Thursday, January 24, 2008

As Homeschooling Grows, What Is at Stake?

Columbia Teachers College -- launching pad for many public school teachers, administrators, programs and policies -- recently asked for public comment on the question, "What is at stake when more and more of America's students are being homeschooled?" I sent the following:

That the government school system is failing to educate America's children is no longer in doubt. So, by asking that question, Columbia seeks to blame homeschooling for putting the public schools at risk. The premise is patently absurd, first, because the main reason for the growth of homeschooling is the failure of the public schools; and second, it is those schools that put millions of children's education at risk. The presumption -- really, the hope -- that the public school system is providing what America's students need and want is simply false. The failure is massive, and the public school system has the habit of blaming others -- movies, television, even "society" -- for problems that it creates for itself.

If anything is "at stake" (def: "at risk" or "in question") it is the coercive monopoly system itself, and the reason is its poor performance. Its problems have not been imposed from outside; the system is not a victim of forces beyond its control. It has only itself to blame.

The public school establishment has noticed that the canary in its gold mine has died because of its own dishonesty, corruption and wrong-headedness. Instead of cleaning up, the system continues mining for all the gains its employees, unions, and special interests can acquire while denying the problems and, worse, seeking to blame others for the death. Its normal response to the suffering of its students is to make them suffer even more and to force the taxpayers to give it more money. One problem is that the system never admits to its failures. Therefore, it has no self-correcting mechanisms, no way of clearing its own air. It has too many conflicting interests, failing programs and bad practices to get back to its true purpose of education. Some have even suggested that it never had that purpose.

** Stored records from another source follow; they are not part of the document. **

// SPDX-License-Identifier: Apache-2.0
//! Dynamic loading of a real engine shared library.
//!
//! The engine exports a narrow C contract:
//!
//! ```text
//! maestro_simulator_create      () -> handle
//! maestro_simulator_destroy     (handle)
//! maestro_simulator_configure   (handle, num_qubits, sim_type, variant, passes, max_bond_dim) -> status
//! maestro_simulator_execute     (handle, program, config_json) -> result text (owned by engine)
//! maestro_simulator_free_result (text)
//! ```
//!
//! Every result pointer returned by `execute` must be released through the
//! paired `free_result` call; [`DynamicBackend`] copies the text into a
//! `String` and frees the engine's buffer before returning.

use std::ffi::{c_char, c_void, CStr, CString};
use std::path::Path;

use libloading::{Library, Symbol};

use crate::backend::{BackendConfig, BackendLoader, SimulatorBackend};
use crate::error::{Result, SimError};

type FnCreate = unsafe extern "C" fn() -> *mut c_void;
type FnDestroy = unsafe extern "C" fn(*mut c_void);
type FnConfigure = unsafe extern "C" fn(*mut c_void, usize, u32, u32, u32, u64) -> i32;
type FnExecute = unsafe extern "C" fn(*mut c_void, *const c_char, *const c_char) -> *mut c_char;
type FnFreeResult = unsafe extern "C" fn(*mut c_char);

/// A loaded engine with all function pointers resolved.
///
/// The library handle is kept alive for the lifetime of this struct so the
/// loaded `.so` is not unloaded while we still hold function pointers into it.
pub struct DynamicBackend {
    /// Prevent the shared library from being unloaded.
    _library: Library,

    /// Path the library was loaded from (for diagnostics).
    library_path: String,

    handle: *mut c_void,

    fn_destroy: FnDestroy,
    fn_configure: FnConfigure,
    fn_execute: FnExecute,
    fn_free_result: FnFreeResult,
}

// SAFETY: the engine handle is owned exclusively by this struct, and the
// scheduler drives one backend from one worker thread at a time.
unsafe impl Send for DynamicBackend {}

impl DynamicBackend {
    /// Load an engine shared library and create an engine instance.
    ///
    /// # Errors
    ///
    /// Returns [`SimError::LoadFailed`] if `dlopen` fails, or
    /// [`SimError::SymbolNotFound`] if a required symbol cannot be resolved.
    pub fn load(path: &Path) -> Result<Self> {
        let path_str = path.display().to_string();

        // SAFETY: we are loading an external shared library. The caller is
        // responsible for ensuring the library is trustworthy.
        let library = unsafe { Library::new(path) }.map_err(|e| SimError::LoadFailed {
            path: path_str.clone(),
            cause: e.to_string(),
        })?;

        tracing::info!("loaded engine library '{path_str}'");

        let fn_create = resolve::<FnCreate>(&library, "maestro_simulator_create")?;
        let fn_destroy = resolve::<FnDestroy>(&library, "maestro_simulator_destroy")?;
        let fn_configure = resolve::<FnConfigure>(&library, "maestro_simulator_configure")?;
        let fn_execute = resolve::<FnExecute>(&library, "maestro_simulator_execute")?;
        let fn_free_result = resolve::<FnFreeResult>(&library, "maestro_simulator_free_result")?;

        // SAFETY: create takes no arguments and returns an opaque handle.
        let handle = unsafe { fn_create() };
        if handle.is_null() {
            return Err(SimError::LoadFailed {
                path: path_str,
                cause: "engine create returned null".into(),
            });
        }

        tracing::debug!("engine instance created");

        Ok(Self {
            _library: library,
            library_path: path_str,
            handle,
            fn_destroy,
            fn_configure,
            fn_execute,
            fn_free_result,
        })
    }

    /// Filesystem path the library was loaded from.
    pub fn library_path(&self) -> &str {
        &self.library_path
    }
}

impl SimulatorBackend for DynamicBackend {
    fn configure(&mut self, config: &BackendConfig) -> Result<()> {
        let (variant, passes) = config.exec.as_raw();
        // SAFETY: handle is valid until Drop; the function pointer matches
        // the exported signature.
        let ret = unsafe {
            (self.fn_configure)(
                self.handle,
                config.num_qubits,
                config.sim_type,
                variant,
                passes,
                config.max_bond_dim.unwrap_or(0),
            )
        };
        if ret != 0 {
            return Err(SimError::Configure(format!(
                "engine returned code {ret} for {config:?}"
            )));
        }
        Ok(())
    }

    fn execute(&mut self, program: &str, config_json: &str) -> Result<String> {
        let program = CString::new(program)
            .map_err(|e| SimError::Execute(format!("program contains NUL byte: {e}")))?;
        let config = CString::new(config_json)
            .map_err(|e| SimError::Execute(format!("config contains NUL byte: {e}")))?;

        // SAFETY: both pointers are valid NUL-terminated strings for the
        // duration of the call; the engine returns an owned buffer.
        let raw = unsafe { (self.fn_execute)(self.handle, program.as_ptr(), config.as_ptr()) };
        if raw.is_null() {
            return Err(SimError::Execute("engine returned null result".into()));
        }

        // SAFETY: raw is a NUL-terminated buffer owned by the engine; copy
        // it out, then release it through the paired free call.
        let text = unsafe { CStr::from_ptr(raw) }
            .to_str()
            .map(str::to_owned)
            .map_err(|e| SimError::InvalidResult(format!("invalid UTF-8: {e}")));
        unsafe { (self.fn_free_result)(raw) };

        text
    }
}

impl Drop for DynamicBackend {
    fn drop(&mut self) {
        if !self.handle.is_null() {
            // SAFETY: handle was produced by create and is destroyed once.
            unsafe { (self.fn_destroy)(self.handle) };
            tracing::debug!("engine instance destroyed");
        }
    }
}

impl std::fmt::Debug for DynamicBackend {
    fn fmt(&self, f: &mut std::fmt::Formatter<'_>) -> std::fmt::Result {
        f.debug_struct("DynamicBackend")
            .field("library_path", &self.library_path)
            .finish_non_exhaustive()
    }
}

/// Loads a [`DynamicBackend`] from a fixed library path.
#[derive(Debug, Clone)]
pub struct DynamicLoader {
    path: std::path::PathBuf,
}

impl DynamicLoader {
    pub fn new(path: impl Into<std::path::PathBuf>) -> Self {
        Self { path: path.into() }
    }
}

impl BackendLoader for DynamicLoader {
    fn load(&self) -> Result<Box<dyn SimulatorBackend>> {
        Ok(Box::new(DynamicBackend::load(&self.path)?))
    }
}

// ---------------------------------------------------------------------------
// Symbol resolution
// ---------------------------------------------------------------------------

fn resolve<T: Copy>(library: &Library, name: &str) -> Result<T> {
    tracing::trace!("resolving engine symbol '{name}'");

    // SAFETY: the caller guarantees the type `T` matches the actual function
    // signature exported by the library. This is the core FFI contract.
    unsafe {
        let sym: Symbol<T> = library
            .get(name.as_bytes())
            .map_err(|e| SimError::SymbolNotFound {
                symbol: name.to_string(),
                cause: e.to_string(),
            })?;
        Ok(*sym)
    }
}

The government school employees and supporters see any and all alternatives as threats to their monopoly, since they view children as their source of revenue. The primary goal of most bureaucratic institutions, especially government controlled ones, is growth. The public schools follow that objective fiercely, seeking ever higher budgets, larger payrolls and wasteful construction contracts while viewing efficiency and thrift as counter to their interests.

Standardized tests that show the dismal failure of America's students are routinely ignored. International tests of basic skills show increasingly worse comparisons between the US and other countries' schools and/or students. Yet, year after year, the schools portray their failure as "success" and incredibly, they get away with it. What is at stake is the credibility of the US education establishment and ultimately, the productivity, even the viability, of our society and our country. At stake also are the public school teachers along with their unions. The pubic, more and more, are discovering that just because someone is "certified" by a state, or is a union member, does not mean that s/he is a good teacher, especially when we find that the best private schools do not seek state-certified teachers nor do they have unions. Meanwhile, teacher unions are obstacles in most efforts to reform the public schools. Today, people are simply too well informed to tolerate an invalid system of education.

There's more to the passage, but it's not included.